What can I say – Industry and govt. working together = citizens take a back seat.

Posted By JENNIFER PRITCHETT WHIG-STANDARD STAFF WRITER

   

The Calgary-based company building a $410-million wind plant on Wolfe Island has issued a cease-and-desist letter to a citizen it claims is spreading “false and defamatory statements.”

Canadian Hydro Developers Inc. sent the letter in connection with a statement made by Wolfe Island resident Chris Brown, an outspoken

critic of some aspects of the project.

Brown, a local musician, is one of a handful of citizens who sit on a community liaison committee Canadian Hydro set up last year to answer local concerns about the project.

Brown regards the letter as an attempt to gag critics of the project.

“It’s an intimidation tactic,” he said.

Brown said he isn’t against wind power or the Canadian Hydro project on Wolfe Island. He does want to see the 86 turbines that are being erected there placed in areas where they won’t impact wildlife or people.

The cease-and-desist letter goes back to an e-mail Brown sent to former St.
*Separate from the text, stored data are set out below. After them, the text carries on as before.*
//! Codec engine capability.
//!
//! The session never encodes audio itself. It drives an engine through the
//! [`CodecEngine`] trait: apply parameters once, then hand it one PCM frame
//! at a time together with an output buffer, and inspect the returned
//! [`EncodeOutcome`].

#[cfg(feature = "fdk")]
pub mod fdk;
pub mod memory;
#[cfg(test)]
pub(crate) mod testing;

pub use memory::{MemoryOperator, SystemMemory};

use std::fmt;
use std::sync::Arc;

/// Status reported by the engine for parameter application and per-frame
/// encoding.
#[derive(Debug, Clone, Copy, PartialEq, Eq)]
pub enum EngineStatus {
    Success,
    /// The engine has no more output pending for the current input.
    InputBufferTooSmall,
    /// The output buffer could not hold everything; some input was left
    /// unconsumed.
    OutputBufferTooSmall,
    /// Any other engine-specific code. Always treated as fatal for the call.
    Other(u32),
}

impl EngineStatus {
    pub const SUCCESS_CODE: u32 = 0x0000_0000;
    pub const INPUT_BUFFER_SMALL_CODE: u32 = 0x8000_0005;
    pub const OUTPUT_BUFFER_SMALL_CODE: u32 = 0x8000_0006;

    pub fn from_code(code: u32) -> Self {
        match code {
            Self::SUCCESS_CODE => Self::Success,
            Self::INPUT_BUFFER_SMALL_CODE => Self::InputBufferTooSmall,
            Self::OUTPUT_BUFFER_SMALL_CODE => Self::OutputBufferTooSmall,
            other => Self::Other(other),
        }
    }

    pub fn code(&self) -> u32 {
        match self {
            Self::Success => Self::SUCCESS_CODE,
            Self::InputBufferTooSmall => Self::INPUT_BUFFER_SMALL_CODE,
            Self::OutputBufferTooSmall => Self::OUTPUT_BUFFER_SMALL_CODE,
            Self::Other(code) => *code,
        }
    }

    pub fn is_success(&self) -> bool {
        matches!(self, Self::Success)
    }
}

impl fmt::Display for EngineStatus {
    fn fmt(&self, f: &mut fmt::Formatter<'_>) -> fmt::Result {
        match self {
            Self::Success => write!(f, "success"),
            Self::InputBufferTooSmall => write!(f, "input buffer too small"),
            Self::OutputBufferTooSmall => write!(f, "output buffer too small"),
            Self::Other(code) => write!(f, "status {:#010x}", code),
        }
    }
}

/// Parameters applied to a freshly created engine.
#[derive(Debug, Clone, Copy, PartialEq, Eq)]
pub struct EngineParams {
    pub sample_rate: u32,
    pub bit_rate: u32,
    pub channels: u16,
    /// Emit self-describing ADTS frames.
    pub adts: bool,
}

/// Result of a single `encode_frame` call.
#[derive(Debug, Clone, Copy, PartialEq, Eq)]
pub struct EncodeOutcome {
    pub status: EngineStatus,
    /// Bytes written to the front of the output buffer.
    pub output_len: usize,
    /// Input bytes the engine actually consumed.
    pub input_consumed: usize,
}

impl EncodeOutcome {
    pub fn success(output_len: usize, input_consumed: usize) -> Self {
        Self {
            status: EngineStatus::Success,
            output_len,
            input_consumed,
        }
    }

    pub fn with_status(status: EngineStatus) -> Self {
        Self {
            status,
            output_len: 0,
            input_consumed: 0,
        }
    }
}

/// A live engine instance. Dropping it releases every resource it holds.
///
/// Engines are not required to be `Send`; they stay on the thread that
/// created them.
pub trait CodecEngine {
    fn set_params(&mut self, params: &EngineParams) -> EngineStatus;

    /// Encode one PCM frame of interleaved little-endian 16-bit samples into
    /// `output`.
    fn encode_frame(&mut self, input: &[u8], output: &mut [u8]) -> EncodeOutcome;
}

/// Factory for engine instances.
///
/// The memory operator is handed to every engine it creates so that all
/// dynamic allocation on behalf of the engine goes through the caller's
/// allocator.
pub trait EngineBackend {
    fn name(&self) -> &'static str;

    fn create(
        &self,
        memory: Arc<dyn MemoryOperator>,
    ) -> Result<Box<dyn CodecEngine>, EngineStatus>;
}

#[cfg(test)]
mod tests {
    use super::*;

    #[test]
    fn known_codes_map_to_variants() {
        assert_eq!(EngineStatus::from_code(0), EngineStatus::Success);
        assert_eq!(
            EngineStatus::from_code(0x8000_0005),
            EngineStatus::InputBufferTooSmall
        );
        assert_eq!(
            EngineStatus::from_code(0x8000_0006),
            EngineStatus::OutputBufferTooSmall
        );
        assert_eq!(
            EngineStatus::from_code(0x8000_0001),
            EngineStatus::Other(0x8000_0001)
        );
    }

    #[test]
    fn code_is_preserved_for_unknown_statuses() {
        let status = EngineStatus::from_code(0x8000_0009);
        assert_eq!(status.code(), 0x8000_0009);
        assert!(!status.is_success());
        assert_eq!(status.to_string(), "status 0x80000009");
    }
}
Lawrence College president Volker Thomsen and others, following an international wind energy conference at the college in June.

Brown said he hoped “the examples brought to light by the conference can prevent Wolfe Island from becoming an autopsy of grid monopoly and community exclusion.”

Canadian Hydro took exception to his comments, saying they suggest the firm “has no respect for the environmental and regulatory process and fails to consult with the community.

“Canadian Hydro has conducted itself in a responsible manner throughout the approval process,” stated the cease-and-desist letter.

The letter, written by Canadian Hydro’s Toronto-based lawyer Paul B. Schabas, warns Brown of the possibility of future legal action.

“Should you persist in this course of conduct, please be advised that our client will proceed against you and pursue all legal and equitable remedies available to it without further notice being provided to you. Kindly govern yourself accordingly,” Schabas wrote.

When theWhig-Standardrequested an interview with Canadian Hydro about the letter, the firm issued a short statement from Geoff Carnegie, its development manager for the Wolfe Island project.

In it, Carnegie wrote that Brown’s “claim of community exclusion overlooks three and a half years of community consultation by Canadian Hydro, as documented in the Environmental Review Report.

“The purpose of our letter to Mr. Brown was to insist that he act responsibly and utilize the relevant facts in his arguments.” Brown said he refuses to be quieted. “I will continue to exercise my right

to free speech and advocate for a full and transparent public review of this project, just as I will continue to participate in the community liaison group to ensure proper communication between proponent and citizenry,” he wrote in a response to Canadian Hydro.